2 clients of Calgary's Drop-In Centre test positive for COVID-19

Two clients of the Calgary Drop-In Centre have tested positive for COVID-19, Alberta Minister of Community and Social Services Rajan Sawhney said Sunday.

She said precautions have been taken and Alberta Health Services is managing the next steps relating to those two cases.

The Drop-In Centre said in an emailed statement that the two people tested positive on Sunday at its main shelter, and are currently in hospital.

"Our priority is the protection of all staff and clients in our shelter sites, and we are taking this situation very seriously. Public health protocols are in place and being followed," Sandra Clarkson, the executive director of the Drop-In, said.

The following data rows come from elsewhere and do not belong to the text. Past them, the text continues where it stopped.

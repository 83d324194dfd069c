//! Decoding of chat-completions responses and error bodies.

use serde::Deserialize;
use serde_json::Value;
use tracing::warn;

use mathagent_tool_runtime::provider::{Completion, LlmError, StopReason, Usage};
use mathagent_tool_runtime::tool::ToolCall;

#[derive(Debug, Deserialize)]
struct ChatCompletionResponse {
    #[serde(default)]
    choices: Vec<Choice>,
    #[serde(default)]
    usage: Option<ApiUsage>,
}

#[derive(Debug, Deserialize)]
struct Choice {
    message: ResponseMessage,
    #[serde(default)]
    finish_reason: Option<String>,
}

#[derive(Debug, Deserialize)]
struct ResponseMessage {
    #[serde(default)]
    content: Option<String>,
    #[serde(default)]
    tool_calls: Option<Vec<ApiToolCall>>,
}

#[derive(Debug, Deserialize)]
struct ApiToolCall {
    #[serde(default)]
    id: String,
    function: ApiFunction,
}

#[derive(Debug, Deserialize)]
struct ApiFunction {
    name: String,
    #[serde(default)]
    arguments: String,
}

#[derive(Debug, Deserialize)]
struct ApiUsage {
    #[serde(default)]
    prompt_tokens: u32,
    #[serde(default)]
    completion_tokens: u32,
}

pub(super) fn parse_finish_reason(reason: Option<&str>) -> StopReason {
    match reason {
        Some("tool_calls") | Some("function_call") => StopReason::ToolUse,
        Some("length") => StopReason::MaxTokens,
        Some("content_filter") => StopReason::ContentFilter,
        _ => StopReason::EndTurn,
    }
}

/// Decode tool-call arguments. Models occasionally send an empty string or
/// malformed JSON; those become an empty object so the tool reports the
/// missing fields itself.
fn parse_arguments(name: &str, raw: &str) -> Value {
    if raw.trim().is_empty() {
        return Value::Object(Default::default());
    }
    serde_json::from_str(raw).unwrap_or_else(|e| {
        warn!(tool = name, error = %e, "unparseable tool arguments");
        Value::Object(Default::default())
    })
}

/// Decode a successful response body into a [`Completion`].
pub(super) fn parse_completion(body: &str) -> Result<Completion, LlmError> {
    let resp: ChatCompletionResponse = serde_json::from_str(body)
        .map_err(|e| LlmError::InvalidResponse(format!("malformed completion: {e}")))?;

    let choice = resp
        .choices
        .into_iter()
        .next()
        .ok_or_else(|| LlmError::InvalidResponse("missing choices[0]".into()))?;

    let tool_calls = choice
        .message
        .tool_calls
        .unwrap_or_default()
        .into_iter()
        .enumerate()
        .map(|(index, call)| ToolCall {
            // Some compatible backends leave the id blank
            id: if call.id.is_empty() {
                format!("call_{index}")
            } else {
                call.id
            },
            input: parse_arguments(&call.function.name, &call.function.arguments),
            name: call.function.name,
        })
        .collect();

    Ok(Completion {
        text: choice.message.content,
        tool_calls,
        stop_reason: parse_finish_reason(choice.finish_reason.as_deref()),
        usage: resp.usage.map(|u| Usage {
            prompt_tokens: u.prompt_tokens,
            completion_tokens: u.completion_tokens,
        }),
    })
}

/// Pull a human-readable message out of an error body.
///
/// Handles both `{"error": {"message": ..}}` and the list-wrapped
/// `[{"error": {"message": ..}}]` shape; falls back to the raw body.
pub(super) fn error_message(body: &str) -> String {
    let parsed: Option<Value> = serde_json::from_str(body).ok();
    parsed
        .as_ref()
        .and_then(|v| {
            v["error"]["message"]
                .as_str()
                .or_else(|| v[0]["error"]["message"].as_str())
        })
        .map(String::from)
        .unwrap_or_else(|| body.trim().to_string())
}

/// Map a non-success HTTP status to an [`LlmError`].
pub(super) fn status_error(status: u16, retry_after: Option<u64>, body: &str) -> LlmError {
    let message = error_message(body);
    match status {
        401 | 403 => LlmError::AuthError(message),
        429 => LlmError::RateLimited {
            retry_after_secs: retry_after.unwrap_or(0),
        },
        _ => LlmError::ApiError { status, message },
    }
}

Clarkson said an internal emergency response is being mobilized and that the shelter is taking the lead from AHS.

Everyone in Drop-In Centre buildings is now mandated to wear a mask at all times, and all clients and staff will be tested for COVID-19 starting Sunday night.

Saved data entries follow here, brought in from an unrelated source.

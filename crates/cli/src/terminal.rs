use anyhow::Result;
use crossterm::{
    execute,
    style::{Color, Print, ResetColor, SetForegroundColor},
};
use mathagent_tool_runtime::ToolStep;
use std::io::{self, BufRead, Write};

pub const PROMPT: &str = "Enter a mathematical question or type 'exit' to end the session: ";

/// Color scheme for terminal output.
struct Colors;

impl Colors {
    const USER_PROMPT: Color = Color::Green;
    const ASSISTANT_TEXT: Color = Color::Cyan;
    const TOOL_CALL: Color = Color::DarkGrey;
    const ERROR: Color = Color::Red;
    const HEADER: Color = Color::Magenta;
}

/// One line read from the user.
#[derive(Debug, Clone, PartialEq, Eq)]
pub enum Input {
    Query(String),
    Blank,
    /// "exit" typed alone (any case), or end of input
    Exit,
}

/// Manages terminal I/O for the interactive REPL.
pub struct Terminal<R, W> {
    input: R,
    output: W,
}

impl Terminal<io::StdinLock<'static>, io::Stdout> {
    /// Terminal bound to the process's stdin/stdout.
    pub fn stdio() -> Self {
        Self::new(io::stdin().lock(), io::stdout())
    }
}

impl<R: BufRead, W: Write> Terminal<R, W> {
    pub fn new(input: R, output: W) -> Self {
        Self { input, output }
    }

    /// Print the startup banner.
    pub fn print_banner(&mut self, model: &str) -> Result<()> {
        execute!(
            self.output,
            SetForegroundColor(Colors::HEADER),
            Print("\n📘 Hello! I'm your Math Agent.\n"),
            ResetColor,
            Print("💡 Try operations like: +, -, *, /, %, √ (square root), GCD, LCM\n"),
            SetForegroundColor(Colors::TOOL_CALL),
            Print(format!("Model: {}\n", model)),
            ResetColor,
        )?;
        Ok(())
    }

    /// Prompt for and read one line of user input.
    pub fn read_input(&mut self) -> Result<Input> {
        execute!(
            self.output,
            Print("\n"),
            SetForegroundColor(Colors::USER_PROMPT),
            Print(PROMPT),
            ResetColor,
        )?;
        self.output.flush()?;

        let mut line = String::new();
        if self.input.read_line(&mut line)? == 0 {
            // stdin closed
            execute!(self.output, Print("\n"))?;
            return Ok(Input::Exit);
        }
        Ok(parse_input(&line))
    }

    /// Show a tool execution performed while answering.
    pub fn print_tool_step(&mut self, step: &ToolStep) -> Result<()> {
        let color = if step.result.is_error {
            Colors::ERROR
        } else {
            Colors::TOOL_CALL
        };
        execute!(
            self.output,
            SetForegroundColor(color),
            Print(format!(
                "[tool: {}({}) = {}]\n",
                step.call.name, step.call.input, step.result.content
            )),
            ResetColor,
        )?;
        Ok(())
    }

    pub fn print_answer(&mut self, text: &str) -> Result<()> {
        execute!(
            self.output,
            Print("Answer: "),
            SetForegroundColor(Colors::ASSISTANT_TEXT),
            Print(text.trim_end()),
            ResetColor,
            Print("\n"),
        )?;
        Ok(())
    }

    /// Print a failed question with a hint to try another one.
    pub fn print_error(&mut self, msg: &str) -> Result<()> {
        execute!(
            self.output,
            SetForegroundColor(Colors::ERROR),
            Print(format!(
                "Error: {}. Try a different question, like 'What is 6 * 9?'\n",
                msg
            )),
            ResetColor,
        )?;
        Ok(())
    }

    pub fn print_farewell(&mut self) -> Result<()> {
        execute!(self.output, Print("Goodbye!\n"))?;
        Ok(())
    }
}

fn parse_input(line: &str) -> Input {
    let trimmed = line.trim();
    if trimmed.is_empty() {
        Input::Blank
    } else if trimmed.eq_ignore_ascii_case("exit") {
        Input::Exit
    } else {
        Input::Query(trimmed.to_string())
    }
}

Anyone who has tested positive or is suspected to have COVID-19 will be sheltered in an alternative designated space, Clarkson said.

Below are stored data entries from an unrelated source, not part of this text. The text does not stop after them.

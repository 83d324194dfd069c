use crate::agent::Agent;
use crate::conversation::{AssistantContent, Conversation};
use crate::provider::{LlmError, ToolAwareLlmProvider, Usage};
use crate::tool::{ToolCall, ToolResult};
use std::sync::Arc;
use tracing::{debug, info, warn};

/// The core agentic loop that orchestrates LLM ↔ Tool execution.
///
/// Flow: User → LLM → ToolCalls → Execute → Results → LLM → ... → Final Text
pub struct AgenticLoop {
    provider: Arc<dyn ToolAwareLlmProvider>,
    max_iterations: usize,
    temperature: f32,
    max_tokens: u32,
}

/// A tool call made during a turn together with what it returned.
#[derive(Debug, Clone)]
pub struct ToolStep {
    pub call: ToolCall,
    pub result: ToolResult,
}

/// Outcome of a successfully dispatched turn.
#[derive(Debug, Clone)]
pub struct RunResult {
    /// The model's final text answer
    pub final_output: String,
    /// Tool executions in the order they happened
    pub steps: Vec<ToolStep>,
    /// Number of provider requests made
    pub iterations: usize,
    /// Summed token usage, when the provider reports it
    pub usage: Option<Usage>,
}

impl AgenticLoop {
    pub fn new(provider: Arc<dyn ToolAwareLlmProvider>) -> Self {
        Self {
            provider,
            max_iterations: 10,
            temperature: 0.0,
            max_tokens: 4096,
        }
    }

    pub fn with_max_iterations(mut self, max: usize) -> Self {
        self.max_iterations = max;
        self
    }

    pub fn with_temperature(mut self, temp: f32) -> Self {
        self.temperature = temp;
        self
    }

    pub fn with_max_tokens(mut self, max: u32) -> Self {
        self.max_tokens = max;
        self
    }

    /// Run a single user query through the agentic loop.
    ///
    /// Every call starts from an empty conversation seeded with the
    /// agent's instructions; nothing carries over between queries.
    pub async fn run(&self, agent: &Agent, query: String) -> Result<RunResult, AgenticLoopError> {
        let mut conversation =
            Conversation::new().with_system_prompt(agent.instructions().to_string());
        conversation.add_user_message(query);

        let tools = agent.tool_definitions();
        let mut steps = Vec::new();
        let mut usage: Option<Usage> = None;

        for iteration in 0..self.max_iterations {
            debug!(
                iteration,
                agent = agent.name(),
                provider = self.provider.provider_name(),
                "Starting agentic loop iteration"
            );

            let completion = self
                .provider
                .complete_with_tools(
                    conversation.messages().to_vec(),
                    conversation.system_prompt().map(String::from),
                    tools.clone(),
                    self.temperature,
                    self.max_tokens,
                )
                .await?;

            if let Some(reported) = completion.usage {
                *usage.get_or_insert_with(Usage::default) += reported;
            }

            let tool_calls = completion.tool_calls;
            conversation.add_assistant_response(AssistantContent {
                text: completion.text.clone(),
                tool_calls: tool_calls.clone(),
            });

            // Some OpenAI-compatible backends report "stop" alongside tool
            // calls, so only the presence of calls keeps the loop going.
            if tool_calls.is_empty() {
                info!(iteration, stop_reason = ?completion.stop_reason, "Agentic loop complete");
                let final_output = completion
                    .text
                    .filter(|t| !t.trim().is_empty())
                    .ok_or(AgenticLoopError::EmptyResponse)?;
                return Ok(RunResult {
                    final_output,
                    steps,
                    iterations: iteration + 1,
                    usage,
                });
            }

            info!(count = tool_calls.len(), "Executing tool calls");
            for call in tool_calls {
                let result = self.execute_tool_call(agent, &call).await;
                conversation.add_tool_result(result.clone());
                steps.push(ToolStep { call, result });
            }
        }

        Err(AgenticLoopError::MaxIterations(self.max_iterations))
    }

    async fn execute_tool_call(&self, agent: &Agent, call: &ToolCall) -> ToolResult {
        let Some(tool) = agent.tools().get(&call.name) else {
            warn!(tool = %call.name, "Model requested unknown tool");
            return ToolResult::error(&call.id, format!("Unknown tool: {}", call.name));
        };

        match tool.execute(call.input.clone()).await {
            Ok(mut result) => {
                debug!(tool = %call.name, content = %result.content, "Tool succeeded");
                result.tool_call_id = call.id.clone();
                result
            }
            Err(e) => {
                warn!(tool = %call.name, error = %e, "Tool failed");
                ToolResult::error(&call.id, e)
            }
        }
    }
}

#[derive(Debug, thiserror::Error)]
pub enum AgenticLoopError {
    #[error("LLM error: {0}")]
    LlmError(#[from] LlmError),
    #[error("Max iterations ({0}) exceeded")]
    MaxIterations(usize),
    #[error("Model returned an empty response")]
    EmptyResponse,
}

#[cfg(test)]
mod tests {
    use super::*;
    use crate::conversation::ConversationMessage;
    use crate::provider::mock::MockLlmProvider;
    use crate::provider::Completion;
    use serde_json::json;

    fn setup_test_loop() -> (AgenticLoop, Arc<MockLlmProvider>, Agent) {
        let provider = Arc::new(MockLlmProvider::new());
        let agentic_loop = AgenticLoop::new(provider.clone() as Arc<dyn ToolAwareLlmProvider>);
        (agentic_loop, provider, Agent::math_assistant().unwrap())
    }

    fn tool_results(messages: &[ConversationMessage]) -> Vec<ToolResult> {
        messages
            .iter()
            .filter_map(|m| match m {
                ConversationMessage::ToolResult(r) => Some(r.clone()),
                _ => None,
            })
            .collect()
    }

    #[tokio::test]
    async fn test_simple_text_response() {
        let (agentic_loop, provider, agent) = setup_test_loop();
        provider.queue_text("Hello, I can do math!");

        let result = agentic_loop.run(&agent, "Hello".to_string()).await.unwrap();

        assert_eq!(result.final_output, "Hello, I can do math!");
        assert_eq!(result.iterations, 1);
        assert!(result.steps.is_empty());
        assert_eq!(provider.requests()[0].len(), 1);
    }

    #[tokio::test]
    async fn test_multiply_round_trip() {
        let (agentic_loop, provider, agent) = setup_test_loop();
        provider.queue_tool_call("call_1", "multiply", json!({"a": 6, "b": 9}));
        provider.queue_text("6 * 9 = 54");

        let result = agentic_loop
            .run(&agent, "What is 6 * 9?".to_string())
            .await
            .unwrap();

        assert!(result.final_output.contains("54"));
        assert_eq!(result.iterations, 2);
        assert_eq!(result.steps.len(), 1);
        assert_eq!(result.steps[0].call.name, "multiply");
        assert_eq!(result.steps[0].result.content, "54");
        assert_eq!(result.steps[0].result.tool_call_id, "call_1");

        // Second request carries: user, assistant (tool call), tool result
        let requests = provider.requests();
        assert_eq!(requests.len(), 2);
        assert_eq!(requests[1].len(), 3);
        assert_eq!(tool_results(&requests[1])[0].content, "54");
    }

    #[tokio::test]
    async fn test_domain_error_goes_back_to_model() {
        let (agentic_loop, provider, agent) = setup_test_loop();
        provider.queue_tool_call("call_1", "divide", json!({"a": 10, "b": 0}));
        provider.queue_text("Division by zero is undefined.");

        let result = agentic_loop
            .run(&agent, "What is 10 divided by 0?".to_string())
            .await
            .unwrap();

        let step = &result.steps[0];
        assert!(step.result.is_error);
        assert_eq!(step.result.content, "Tool error: Cannot divide by zero.");
        assert!(tool_results(&provider.requests()[1])[0].is_error);
    }

    #[tokio::test]
    async fn test_unknown_tool_and_bad_input() {
        let (agentic_loop, provider, agent) = setup_test_loop();
        provider.queue_response(Completion::tool_calls(vec![
            ToolCall {
                id: "a".to_string(),
                name: "power".to_string(),
                input: json!({"a": 2, "b": 8}),
            },
            ToolCall {
                id: "b".to_string(),
                name: "add".to_string(),
                input: json!({"a": 2}),
            },
        ]));
        provider.queue_text("I could not compute that.");

        let result = agentic_loop.run(&agent, "2 ** 8?".to_string()).await.unwrap();

        assert_eq!(result.steps.len(), 2);
        assert_eq!(result.steps[0].result.content, "Tool error: Unknown tool: power");
        assert!(result.steps[1].result.is_error);
        assert!(result.steps[1].result.content.starts_with("Tool error: Invalid input"));
    }

    #[tokio::test]
    async fn test_provider_error_propagates() {
        let (agentic_loop, provider, agent) = setup_test_loop();
        provider.queue_error(LlmError::AuthError("API key not valid".to_string()));

        let err = agentic_loop.run(&agent, "1 + 1".to_string()).await.unwrap_err();
        assert!(matches!(err, AgenticLoopError::LlmError(LlmError::AuthError(_))));
    }

    #[tokio::test]
    async fn test_max_iterations() {
        let (agentic_loop, provider, agent) = setup_test_loop();
        let agentic_loop = agentic_loop.with_max_iterations(2);
        for i in 0..3 {
            provider.queue_tool_call(&format!("call_{i}"), "add", json!({"a": i, "b": 1}));
        }

        let err = agentic_loop.run(&agent, "loop".to_string()).await.unwrap_err();
        assert!(matches!(err, AgenticLoopError::MaxIterations(2)));
    }

    #[tokio::test]
    async fn test_empty_response() {
        let (agentic_loop, provider, agent) = setup_test_loop();
        provider.queue_text("   ");

        let err = agentic_loop.run(&agent, "?".to_string()).await.unwrap_err();
        assert!(matches!(err, AgenticLoopError::EmptyResponse));
    }

    #[tokio::test]
    async fn test_usage_is_summed() {
        let (agentic_loop, provider, agent) = setup_test_loop();
        let mut first = Completion::tool_calls(vec![ToolCall {
            id: "call_1".to_string(),
            name: "gcd".to_string(),
            input: json!({"a": 12, "b": 18}),
        }]);
        first.usage = Some(Usage {
            prompt_tokens: 100,
            completion_tokens: 10,
        });
        let mut second = Completion::text("The GCD is 6.");
        second.usage = Some(Usage {
            prompt_tokens: 120,
            completion_tokens: 8,
        });
        provider.queue_response(first);
        provider.queue_response(second);

        let result = agentic_loop.run(&agent, "gcd(12, 18)?".to_string()).await.unwrap();
        assert_eq!(result.usage.map(|u| u.total()), Some(238));
    }
}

The shelter currently has a call for donations on its website, saying it's in urgent need of personal protective equipment and sanitizer.

In early April, 200 clients of the Drop-In were moved to an overflow shelter at the Telus Convention Centre, to allow the main shelter to reduce its capacity and increase physical distancing.

Sawhney said Alberta is working to increase shelter capacity with 14 additional shelter spaces up and running across the province, and 194 hotel rooms have been identified where people who have tested positive can self isolate.

"We know shelters and surge capacity efforts are a temporary solution but the best outcome is to move people into their own homes," Sawhney said.

The Drop-In is also searching for landlords with rentals in the range of $300 to $900 per month, so it can find homes for 250 Calgarians whose only barrier to housing is financial.

Sawhney also said the province is beginning to test asymptomatic people in homeless shelters, a joint initiative between Alberta Health and Alberta Health Services.

She said more information on that testing will be provided by Alberta's chief medical officer of health Dr. Deena Hinshaw on Monday.